Bevor Kraftwerke wie Jänschwalde abgeschaltet werden können, will die Strukturkommission beim Bund über Wachstum, Strukturwandel und Beschäftigung beraten.
Bevor Kraftwerke wie Jänschwalde abgeschaltet werden können, will die Strukturkommission beim Bund über Wachstum, Strukturwandel und Beschäftigung beraten. FOTO: Patrick Pleul
Cottbus/Berlin. SPD-Bundestagsabgeordneter fährt seinem Fraktionsvize im GroKo-Streit um Kommission „Wachstum, Strukturwandel und Beschäftigung“ in die Parade und fordert die Federführung von CDU-Wirtschaftsminister Peter Altmaier. Von Christian Taubert

Vo

Der Lausitzer SPD-Bundestagsabgeordnete Ulrich Freese ist am Montag seinem Fraktions-Vize Matthias Miersch heftig in die Parade gefahren. „Beton-Ideologie hilft beim Strukturwandel nicht weiter“, wandte sich Freese gegen dessen Forderung, die SPD-Umweltministerin Svenja Schulze in der Strukturkommission des Bundes – neben Wirtschaftsminister Peter Altmaier (CDU) – in die Verantwortung zu nehmen. „Wenn jetzt das Bundesumweltministerium nicht gleichberechtigt mit am Tisch sitzt, können wir uns die Kommission gleich ganz sparen“, hatte Miersch erklärt.

Für Freese und dessen sächsischen Parlamentarier-Kollegen Thomas Jurk (SPD) gehöre die Kommission „Wachstum, Strukturwandel und Beschäftigung“ klar in die Zuständigkeit des Bundeswirtschaftsministers.

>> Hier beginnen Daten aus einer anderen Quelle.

#[async_trait]
impl NotificationStore for PgNotificationStore {
    async fn apply_change(
        &self,
        change: &AggregatedChange,
        now: DateTime<Utc>,
    ) -> Result<Notification, AppError> {
        let applied = sqlx::query_as::<_, Notification>(
            r#"
            INSERT INTO notifications (
                id, user_id, user_email, title, message, notification_type,
                aggregation_key, count, last_message_content, is_read, status,
                retry_count, created_at, updated_at, metadata, last_change_id
            )
            VALUES ($1, $2, $3, $4, $5, $6, $7, $8, $9, FALSE, $10, 0, $11, $11, $12, $13)
            ON CONFLICT (user_id, aggregation_key) WHERE status <> 'dead_letter'
            DO UPDATE SET
                count = notifications.count + EXCLUDED.count,
                title = $14 || ' (' || (notifications.count + EXCLUDED.count)::text || ' messages)',
                message = 'Latest: ' || EXCLUDED.last_message_content,
                last_message_content = EXCLUDED.last_message_content,
                user_email = CASE
                    WHEN EXCLUDED.user_email <> '' THEN EXCLUDED.user_email
                    ELSE notifications.user_email
                END,
                metadata = EXCLUDED.metadata,
                is_read = FALSE,
                status = EXCLUDED.status,
                retry_count = 0,
                next_retry_at = NULL,
                error_message = NULL,
                delivered_via = NULL,
                lease_token = NULL,
                updated_at = EXCLUDED.updated_at,
                last_change_id = EXCLUDED.last_change_id
            WHERE notifications.last_change_id IS DISTINCT FROM EXCLUDED.last_change_id
            RETURNING *
            "#,
        )
        .bind(Uuid::new_v4())
        .bind(&change.user_id)
        .bind(&change.user_email)
        .bind(render_title(&change.title, change.event_count))
        .bind(render_message(&change.last_message, change.event_count))
        .bind(&change.notification_type)
        .bind(&change.aggregation_key)
        .bind(change.event_count)
        .bind(&change.last_message)
        .bind(NotificationStatus::Pending.to_string())
        .bind(now)
        .bind(&change.metadata)
        .bind(change.change_id)
        .bind(&change.title)
        .fetch_optional(&self.pool)
        .await?;

        if let Some(notification) = applied {
            tracing::debug!(
                notification_id = %notification.id,
                user_id = %notification.user_id,
                count = notification.count,
                "Aggregated change applied"
            );
            return Ok(notification);
        }

        // The conflict target matched but the change was already applied.
        tracing::debug!(change_id = %change.change_id, "Change already applied, skipping");
        let existing = sqlx::query_as::<_, Notification>(
            r#"
            SELECT * FROM notifications
            WHERE user_id = $1 AND aggregation_key = $2 AND status <> 'dead_letter'
            "#,
        )
        .bind(&change.user_id)
        .bind(&change.aggregation_key)
        .fetch_optional(&self.pool)
        .await?;

        existing.ok_or_else(|| {
            AppError::Internal(format!(
                "open notification for change {} disappeared",
                change.change_id
            ))
        })
    }

    async fn get(&self, id: Uuid) -> Result<Option<Notification>, AppError> {
        let notification =
            sqlx::query_as::<_, Notification>("SELECT * FROM notifications WHERE id = $1")
                .bind(id)
                .fetch_optional(&self.pool)
                .await?;
        Ok(notification)
    }

    async fn list_for_user(
        &self,
        user_id: &str,
        page: u32,
        page_size: u32,
    ) -> Result<Vec<Notification>, AppError> {
        let notifications = sqlx::query_as::<_, Notification>(
            r#"
            SELECT * FROM notifications
            WHERE user_id = $1
            ORDER BY created_at DESC
            LIMIT $2 OFFSET $3
            "#,
        )
        .bind(user_id)
        .bind(i64::from(page_size))
        .bind(page_offset(page, page_size))
        .fetch_all(&self.pool)
        .await?;
        Ok(notifications)
    }

    async fn unread_count(&self, user_id: &str) -> Result<i64, AppError> {
        let (count,): (i64,) = sqlx::query_as(
            "SELECT COUNT(*) FROM notifications WHERE user_id = $1 AND is_read = FALSE",
        )
        .bind(user_id)
        .fetch_one(&self.pool)
        .await?;
        Ok(count)
    }

    async fn mark_read(&self, id: Uuid) -> Result<bool, AppError> {
        let result = sqlx::query("UPDATE notifications SET is_read = TRUE WHERE id = $1")
            .bind(id)
            .execute(&self.pool)
            .await?;
        Ok(result.rows_affected() > 0)
    }

    async fn pending(&self, limit: i64) -> Result<Vec<Notification>, AppError> {
        let notifications = sqlx::query_as::<_, Notification>(
            r#"
            SELECT * FROM notifications
            WHERE status = $1
            ORDER BY created_at ASC
            LIMIT $2
            "#,
        )
        .bind(NotificationStatus::Pending.to_string())
        .bind(limit)
        .fetch_all(&self.pool)
        .await?;
        Ok(notifications)
    }

    async fn due_for_delivery(
        &self,
        now: DateTime<Utc>,
        stale_lease_before: DateTime<Utc>,
        limit: i64,
    ) -> Result<Vec<Notification>, AppError> {
        let notifications = sqlx::query_as::<_, Notification>(
            r#"
            SELECT * FROM notifications
            WHERE status = 'pending'
               OR (status = 'failed' AND next_retry_at <= $1)
               OR (status = 'processing' AND updated_at <= $2)
            ORDER BY created_at ASC
            LIMIT $3
            "#,
        )
        .bind(now)
        .bind(stale_lease_before)
        .bind(limit)
        .fetch_all(&self.pool)
        .await?;
        Ok(notifications)
    }

    async fn claim(
        &self,
        id: Uuid,
        expected_status: NotificationStatus,
        expected_lease: Option<Uuid>,
        now: DateTime<Utc>,
    ) -> Result<Option<Notification>, AppError> {
        let claimed = sqlx::query_as::<_, Notification>(
            r#"
            UPDATE notifications
            SET status = 'processing', lease_token = $4, updated_at = $5
            WHERE id = $1
              AND status = $2
              AND lease_token IS NOT DISTINCT FROM $3
            RETURNING *
            "#,
        )
        .bind(id)
        .bind(expected_status.to_string())
        .bind(expected_lease)
        .bind(Uuid::new_v4())
        .bind(now)
        .fetch_optional(&self.pool)
        .await?;
        Ok(claimed)
    }

    async fn complete(
        &self,
        id: Uuid,
        lease: Uuid,
        outcome: &AttemptOutcome,
        now: DateTime<Utc>,
    ) -> Result<bool, AppError> {
        let mut tx = self.pool.begin().await?;

        let updated = sqlx::query_as::<_, Notification>(
            r#"
            UPDATE notifications
            SET status = $3,
                retry_count = COALESCE($4, retry_count),
                next_retry_at = $5,
                error_message = $6,
                delivered_via = $7,
                lease_token = NULL,
                updated_at = $8
            WHERE id = $1 AND status = 'processing' AND lease_token = $2
            RETURNING *
            "#,
        )
        .bind(id)
        .bind(lease)
        .bind(outcome.status().to_string())
        .bind(outcome.retry_count())
        .bind(outcome.next_retry_at())
        .bind(outcome.error())
        .bind(outcome.route().map(|r| r.to_string()))
        .bind(now)
        .fetch_optional(&mut *tx)
        .await?;

        let Some(notification) = updated else {
            tx.rollback().await?;
            return Ok(false);
        };

        if self.lifecycle_events
            && let Some(record) = lifecycle_event(&notification).into_outbox_record()?
        {
            insert_outbox_record(&mut *tx, &record).await?;
        }

        tx.commit().await?;
        Ok(true)
    }

    async fn ping(&self) -> Result<(), AppError> {
        sqlx::query("SELECT 1").execute(&self.pool).await?;
        Ok(())
    }
}
use axum::Json;
use axum::http::StatusCode;
use axum::response::{IntoResponse, Response};
use serde_json::json;
use thiserror::Error;

/// Common error types used across the application.
#[derive(Debug, Error)]
pub enum AppError {
    #[error("Database error: {0}")]
    Database(#[from] sqlx::Error),

    #[error("Redis error: {0}")]
    Redis(#[from] redis::RedisError),

    #[error("Serialization error: {0}")]
    Serialization(#[from] serde_json::Error),

    #[error("Queue error: {0}")]
    Queue(String),

    #[error("Configuration error: {0}")]
    Config(String),

    #[error("Not found: {0}")]
    NotFound(String),

    #[error("Validation error: {0}")]
    Validation(String),

    #[error("Internal error: {0}")]
    Internal(String),
}

impl IntoResponse for AppError {
    fn into_response(self) -> Response {
        let (status, message) = match &self {
            AppError::Database(_) => (StatusCode::INTERNAL_SERVER_ERROR, self.to_string()),
            AppError::Redis(_) => (StatusCode::SERVICE_UNAVAILABLE, self.to_string()),
            AppError::Serialization(_) => (StatusCode::BAD_REQUEST, self.to_string()),
            AppError::Queue(_) => (StatusCode::SERVICE_UNAVAILABLE, self.to_string()),
            AppError::Config(msg) => (StatusCode::INTERNAL_SERVER_ERROR, msg.clone()),
            AppError::NotFound(msg) => (StatusCode::NOT_FOUND, msg.clone()),
            AppError::Validation(msg) => (StatusCode::BAD_REQUEST, msg.clone()),
            AppError::Internal(msg) => (StatusCode::INTERNAL_SERVER_ERROR, msg.clone()),
        };

        let body = json!({ "error": message });
        (status, Json(body)).into_response()
    }
}
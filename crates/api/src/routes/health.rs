//! Health check endpoint: reports whether the database and the intake broker
//! answer. Degraded dependencies turn the response into a 503.

use axum::extract::State;
use axum::http::StatusCode;
use axum::routing::get;
use axum::{Json, Router};
use serde_json::json;

use crate::state::AppState;

pub fn router() -> Router<AppState> {
    Router::new().route("/health", get(health_check))
}

fn reachability(result: &Result<(), herald_common::error::AppError>) -> &'static str {
    match result {
        Ok(()) => "ok",
        Err(_) => "unreachable",
    }
}

async fn health_check(State(state): State<AppState>) -> (StatusCode, Json<serde_json::Value>) {
    let (database, queue) = tokio::join!(state.store.ping(), state.queue.ping());

    if let Err(e) = &database {
        tracing::warn!(error = %e, "Health check: database unreachable");
    }
    if let Err(e) = &queue {
        tracing::warn!(error = %e, "Health check: queue unreachable");
    }

    let healthy = database.is_ok() && queue.is_ok();
    let status = if healthy {
        StatusCode::OK
    } else {
        StatusCode::SERVICE_UNAVAILABLE
    };
    (
        status,
        Json(json!({
            "status": if healthy { "ok" } else { "degraded" },
            "service": "herald-api",
            "version": env!("CARGO_PKG_VERSION"),
            "database": reachability(&database),
            "queue": reachability(&queue),
        })),
    )
}
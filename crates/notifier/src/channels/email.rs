//! Email fallback via the Resend HTTP API.

use std::time::Duration;

use async_trait::async_trait;
use chrono::{DateTime, Utc};
use reqwest::{Client, StatusCode};
use serde_json::json;

use herald_common::types::Notification;

use super::{DeliveryError, EmailTransport};

const RESEND_ENDPOINT: &str = "https://api.resend.com/emails";

/// A rendered email ready for a transport.
#[derive(Debug, Clone, PartialEq, Eq)]
pub struct EmailMessage {
    pub to: String,
    pub subject: String,
    pub html: String,
}

impl EmailMessage {
    /// Subject `[TYPE] title`; HTML body with title, message, type and send time.
    pub fn render(notification: &Notification, now: DateTime<Utc>) -> Self {
        let title = escape_html(&notification.title);
        let message = escape_html(&notification.message);
        let kind = escape_html(&notification.notification_type);

        let html = format!(
            r#"<html>
<body style="font-family: Arial, sans-serif; margin: 20px;">
  <div style="border: 1px solid #ddd; border-radius: 5px; padding: 20px; max-width: 600px;">
    <h2 style="color: #333; margin-top: 0;">{title}</h2>
    <div style="background-color: #f8f9fa; padding: 15px; border-radius: 3px; margin: 15px 0;">
      <p style="margin: 0; color: #555;">{message}</p>
    </div>
    <p style="color: #666; font-size: 12px; margin-bottom: 0;">
      Notification type: <strong>{kind}</strong><br>
      Sent at: {sent_at} UTC
    </p>
  </div>
</body>
</html>"#,
            sent_at = now.format("%Y-%m-%d %H:%M:%S"),
        );

        Self {
            to: notification.user_email.clone(),
            subject: format!(
                "[{}] {}",
                notification.notification_type.to_uppercase(),
                notification.title
            ),
            html,
        }
    }
}

fn escape_html(raw: &str) -> String {
    let mut out = String::with_capacity(raw.len());
    for c in raw.chars() {
        match c {
            '&' => out.push_str("&amp;"),
            '<' => out.push_str("&lt;"),
            '>' => out.push_str("&gt;"),
            '"' => out.push_str("&quot;"),
            '\'' => out.push_str("&#39;"),
            _ => out.push(c),
        }
    }
    out
}

/// Sends through Resend (`POST /emails`).
#[derive(Clone)]
pub struct ResendEmailTransport {
    client: Client,
    api_key: String,
    from: String,
    endpoint: String,
}

impl ResendEmailTransport {
    pub fn new(api_key: String, from: String) -> Result<Self, reqwest::Error> {
        let client = Client::builder().timeout(Duration::from_secs(30)).build()?;
        Ok(Self {
            client,
            api_key,
            from,
            endpoint: RESEND_ENDPOINT.to_string(),
        })
    }

    /// Point at a different API base (self-hosted relay, tests).
    pub fn with_endpoint(mut self, endpoint: impl Into<String>) -> Self {
        self.endpoint = endpoint.into();
        self
    }
}

/// 4xx other than 429 is a rejection of the request itself; the rest are transport trouble.
fn classify_status(status: StatusCode, body: &str) -> DeliveryError {
    let detail = format!("{} - {}", status, body);
    if status.is_client_error() && status != StatusCode::TOO_MANY_REQUESTS {
        DeliveryError::Rejected(detail)
    } else {
        DeliveryError::Transport(detail)
    }
}

#[async_trait]
impl EmailTransport for ResendEmailTransport {
    async fn send(&self, message: &EmailMessage) -> Result<(), DeliveryError> {
        let body = json!({
            "from": self.from,
            "to": [message.to],
            "subject": message.subject,
            "html": message.html,
        });

        let response = self
            .client
            .post(&self.endpoint)
            .bearer_auth(&self.api_key)
            .json(&body)
            .send()
            .await
            .map_err(|e| DeliveryError::Transport(e.to_string()))?;

        let status = response.status();
        if !status.is_success() {
            let text = response.text().await.unwrap_or_default();
            tracing::warn!(status = %status, to = %message.to, "Email send failed");
            return Err(classify_status(status, &text));
        }

        tracing::debug!(to = %message.to, "Email accepted by Resend");
        Ok(())
    }
}

#[cfg(test)]
mod tests {
    use super::*;
    use herald_common::types::NotificationStatus;
    use uuid::Uuid;

    fn notification(title: &str, message: &str) -> Notification {
        let now = Utc::now();
        Notification {
            id: Uuid::new_v4(),
            user_id: "u1".to_string(),
            user_email: "u1@example.com".to_string(),
            title: title.to_string(),
            message: message.to_string(),
            notification_type: "friend_request".to_string(),
            aggregation_key: "k".to_string(),
            count: 1,
            last_message_content: message.to_string(),
            is_read: false,
            status: NotificationStatus::Processing,
            retry_count: 0,
            next_retry_at: None,
            created_at: now,
            updated_at: now,
            error_message: None,
            metadata: serde_json::json!({}),
            delivered_via: None,
            lease_token: None,
            last_change_id: None,
        }
    }

    #[test]
    fn test_render_subject_and_body() {
        let message = EmailMessage::render(&notification("Ada added you", "Say hi"), Utc::now());
        assert_eq!(message.to, "u1@example.com");
        assert_eq!(message.subject, "[FRIEND_REQUEST] Ada added you");
        assert!(message.html.contains("Ada added you"));
        assert!(message.html.contains("Say hi"));
        assert!(message.html.contains("friend_request"));
    }

    #[test]
    fn test_render_escapes_markup() {
        let message = EmailMessage::render(&notification("<b>x</b>", "a & b"), Utc::now());
        assert!(message.html.contains("&lt;b&gt;x&lt;/b&gt;"));
        assert!(message.html.contains("a &amp; b"));
    }

    #[test]
    fn test_status_classification() {
        assert!(matches!(
            classify_status(StatusCode::UNPROCESSABLE_ENTITY, ""),
            DeliveryError::Rejected(_)
        ));
        assert!(matches!(
            classify_status(StatusCode::FORBIDDEN, "bad key"),
            DeliveryError::Rejected(detail) if detail.contains("bad key")
        ));
        assert!(matches!(
            classify_status(StatusCode::TOO_MANY_REQUESTS, ""),
            DeliveryError::Transport(_)
        ));
        assert!(matches!(
            classify_status(StatusCode::BAD_GATEWAY, ""),
            DeliveryError::Transport(_)
        ));
    }
}
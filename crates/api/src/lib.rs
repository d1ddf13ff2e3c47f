pub mod routes;
pub mod state;
pub mod ws;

Erst in der zurückliegenden Legislaturperiode habe das SPD-Duo mit CDU-Parlamentarier Klaus-Peter Schulze „vom Umweltministerium verantwortete Fehlentwicklungen verhindern können“. So wurde aus einer Kohleausstiegs- erst eine Strukturkommission.

In dem Gremium soll laut Koalitionsvertrag zunächst ein Plan für das schrittweise Abschalten von Kohlekraftwerken erarbeitet und die finanzielle Abfederung des Strukturwandels geklärt werden. Auch müsse es Einigung, so Freese, über eine sichere und bezahlbare Stromversorgung geben. Erst dann könne über ein Kohleausstieg-Datum befunden werden. Eine BTU-Studie hatte jüngst festgestellt: Konventionelle Ernergieerzeugung ist mittelfristig unverzichtbar.